Jazz

Covid gives Cornwall Price to play

Covid-19 clobbered many things in 2020, among live music, not the least of which is jazz. Musicians, far from being the best paid component of the entertainment industry, suffered a dramatic loss of income.

     All credit jazz guitarist Nigel Price who organised a mini tour for his quartet which in the South West was heard at Appledore, St Ives and Carnon Downs after which they headed back to London. The last gig was for the St Austell fans who had to travel to beyond Truro because of venue problems.

     There’s never been much jazz in Cornwall. It’s not generally the publican’s choice for live music, there’s only one jazz festival and visiting bands have tended to tag the county on the end of a national tour hoping perhaps that they’ll unload the last copy of their latest CD.

     Too frequently Cornwall’s jazz fans have tolerated second rate or self-indulgent bands performing in less than ideal venues to inevitably small audiences containing a plethora of grey and nodding bald heads.

     Supplying what jazz we have in Cornwall is a struggle for the hard-working organizers who manage without Performing Right Society Funding and deserve better. Where possible one part of the region collaborates with another so that visiting bands, as it was with Nigel Price, get three gigs instead of one.
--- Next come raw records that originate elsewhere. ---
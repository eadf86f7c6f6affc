//! Mastermind - CLI
//!
//! Play Mastermind in the terminal on either side of the board, or measure
//! the solving strategies. The default strategy is Knuth's minimax, which
//! breaks any 6-color, 4-peg code within 5 guesses.

use anyhow::{Context, Result};
use clap::{Parser, Subcommand};
use mastermind_solver::{
    codebook::load_from_file,
    commands::{
        analyze_guess, parse_history_entry, print_test_all_statistics, run_benchmark, run_play,
        run_simple, run_test_all, solve_code,
    },
    config::GameConfig,
    core::Code,
    logging::{LogSink, TracingSink, WriterSink},
    output::{print_analysis_result, print_benchmark_result, print_solve_result},
    solver::{Solver, StrategyType},
};
use std::fs::OpenOptions;
use std::path::Path;
use std::rc::Rc;
use tracing::info;
use tracing_subscriber::EnvFilter;

#[derive(Parser)]
#[command(
    name = "mastermind",
    about = "Mastermind code maker and code breaker with a minimax solver",
    version,
    author
)]
struct Cli {
    #[command(subcommand)]
    command: Option<Commands>,

    /// Strategy: knuth (default), medium, easy
    #[arg(short, long, global = true, default_value = "knuth")]
    strategy: String,

    /// Number of colors in play
    #[arg(short, long, global = true, default_value_t = GameConfig::DEFAULT_TOTAL_COLORS)]
    colors: u8,

    /// Pegs per code
    #[arg(short, long, global = true, default_value_t = GameConfig::DEFAULT_CODE_LENGTH)]
    length: usize,

    /// Guesses allowed per game
    #[arg(short, long, global = true, default_value_t = GameConfig::DEFAULT_MAX_GUESSES)]
    max_guesses: u32,

    /// Show solver diagnostics
    #[arg(short, long, global = true)]
    debug: bool,

    /// Append the game log to this file (e.g. mastermind.log)
    #[arg(long, global = true)]
    log_file: Option<String>,
}

#[derive(Subcommand)]
enum Commands {
    /// Break a secret picked by the computer (default)
    Play {
        /// File of preset secrets, one per line
        #[arg(short = 'f', long)]
        codes: Option<String>,

        /// Seed for picking the secret
        #[arg(long)]
        seed: Option<u64>,
    },

    /// Pick a secret and let the computer break it
    Simple,

    /// Solve a specific secret code
    Solve {
        /// The secret, as digits ("0123") or color names
        code: String,

        /// Show candidate counts per turn
        #[arg(short, long)]
        verbose: bool,
    },

    /// Show how a guess splits the possible codes
    Analyze {
        /// Guess to analyze
        code: String,

        /// Earlier turns as code=response, e.g. 0011=1,0
        #[arg(short, long)]
        after: Vec<String>,
    },

    /// Benchmark solver performance
    Benchmark {
        /// Number of random secrets to test
        #[arg(short = 'n', long, default_value = "50")]
        count: usize,

        /// Seed for the random secrets
        #[arg(long, default_value = "0")]
        seed: u64,
    },

    /// Test solver on ALL possible secrets
    TestAll {
        /// Limit number of secrets to test
        #[arg(long)]
        limit: Option<usize>,
    },
}

fn main() -> Result<()> {
    let cli = Cli::parse();
    init_tracing(cli.debug);

    let config = GameConfig::new(cli.colors, cli.length, cli.max_guesses)?;
    info!(
        colors = config.total_colors(),
        length = config.code_length(),
        max_guesses = config.max_guesses(),
        "Game configured"
    );

    let sink = open_game_log(cli.log_file.as_deref())?;

    // Default to Play mode if no command given
    let command = cli.command.unwrap_or(Commands::Play {
        codes: None,
        seed: None,
    });

    match command {
        Commands::Play { codes, seed } => run_play_command(&config, codes.as_deref(), seed, sink),
        Commands::Simple => run_simple(&cli.strategy, &config, Some(sink)).map_err(Into::into),
        Commands::Solve { code, verbose } => {
            run_solve_command(&cli.strategy, &code, verbose, &config, sink)
        }
        Commands::Analyze { code, after } => run_analyze_command(&code, &after, &config),
        Commands::Benchmark { count, seed } => {
            run_benchmark_command(&cli.strategy, count, seed, &config)
        }
        Commands::TestAll { limit } => run_test_all_command(&cli.strategy, limit, &config),
    }
}

/// Diagnostics go to stderr; `RUST_LOG` applies unless `--debug` is given
fn init_tracing(debug: bool) {
    let filter = if debug {
        EnvFilter::new("debug")
    } else {
        EnvFilter::try_from_default_env().unwrap_or_else(|_| EnvFilter::new("warn"))
    };

    tracing_subscriber::fmt()
        .with_env_filter(filter)
        .with_target(false)
        .with_writer(std::io::stderr)
        .init();
}

/// Game events go to the log file when given, otherwise to tracing
fn open_game_log(path: Option<&str>) -> Result<Rc<dyn LogSink>> {
    let Some(path) = path else {
        return Ok(Rc::new(TracingSink));
    };

    let file = OpenOptions::new()
        .create(true)
        .append(true)
        .open(path)
        .with_context(|| format!("cannot open log file {path}"))?;
    info!(path, "Game log enabled");

    Ok(Rc::new(WriterSink::new(file)))
}

fn run_play_command(
    config: &GameConfig,
    codes: Option<&str>,
    seed: Option<u64>,
    sink: Rc<dyn LogSink>,
) -> Result<()> {
    use rand::SeedableRng;
    use rand::rngs::StdRng;

    let presets = match codes {
        Some(path) => {
            let presets = load_from_file(Path::new(path), config)
                .with_context(|| format!("cannot read codes from {path}"))?;
            if presets.is_empty() {
                anyhow::bail!(
                    "{path} holds no codes for {} colors and {} pegs",
                    config.total_colors(),
                    config.code_length()
                );
            }
            presets
        }
        None => Vec::new(),
    };

    let mut rng = seed.map_or_else(StdRng::from_os_rng, StdRng::seed_from_u64);
    run_play(config, &presets, &mut rng, Some(sink))?;
    Ok(())
}

fn run_solve_command(
    strategy_name: &str,
    code: &str,
    verbose: bool,
    config: &GameConfig,
    sink: Rc<dyn LogSink>,
) -> Result<()> {
    let secret = Code::parse(code, config)?;
    let strategy = StrategyType::from_name(strategy_name, config);
    let mut solver = Solver::new(strategy, *config).with_sink(sink);

    let result = solve_code(&secret, &mut solver)?;
    print_solve_result(&result, config, verbose);
    Ok(())
}

fn run_analyze_command(code: &str, after: &[String], config: &GameConfig) -> Result<()> {
    let guess = Code::parse(code, config)?;
    let history = after
        .iter()
        .map(|entry| parse_history_entry(entry, config))
        .collect::<Result<Vec<_>, _>>()?;

    let result = analyze_guess(&guess, &history, config)?;
    print_analysis_result(&result, config);
    Ok(())
}

fn run_benchmark_command(
    strategy_name: &str,
    count: usize,
    seed: u64,
    config: &GameConfig,
) -> Result<()> {
    println!("Running benchmark on {count} random secrets (seed {seed})...");

    let result = run_benchmark(strategy_name, config, count, seed)?;
    print_benchmark_result(&result);
    Ok(())
}

fn run_test_all_command(
    strategy_name: &str,
    limit: Option<usize>,
    config: &GameConfig,
) -> Result<()> {
    println!("\n{}", "═".repeat(70));
    println!(" Comprehensive Mastermind Solver Test ");
    println!("{}", "═".repeat(70));
    println!(
        "\nTesting against {} possible secrets",
        limit.map_or(config.universe_size(), |n| n.min(config.universe_size()))
    );
    println!("Strategy: {strategy_name}");
    println!();

    let stats = run_test_all(strategy_name, config, limit, true)?;
    print_test_all_statistics(&stats);

    if stats.has_regressions() {
        anyhow::bail!(
            "{} secrets exceeded the minimax bound",
            stats.regressions.len()
        );
    }
    Ok(())
}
     It hasn’t always worked as well. I’ve walked out of two gigs, one because the vocalist was insufferably awful, and another because what was being performed did not qualify as jazz as I know it. The band appeared to be playing  for itself and the paying  audience was of no consequence. The musicianship might have been of high quality and the manual dexterity impressive, but was it jazz? Debatable, but it didn’t do anything for me.

       The exceptions stand out and there’s been plenty. The last gig came from Nigel Price who came just before the second lockdown, but I 

also recall Pete Oxley & Nicholas Meier, Andy Sheppard, Craig Milverton and a few years back, Thommaso Starace.

     If good jazz doesn’t come to you, then you have to go to it. Before the pandemic, I patronized jazz festivals in different parts of the UK, including Norwich, Scarborough and Wiltshire, but most recently near Paris in Fontainebleau for the 37th Django Festival. I went with my old school friend Jeff Burbidge and sharing the driving and booking the accommodation along with all the wining and dining was as much fun as the music. Sadly, Jeff died, so that’s not going to happen again.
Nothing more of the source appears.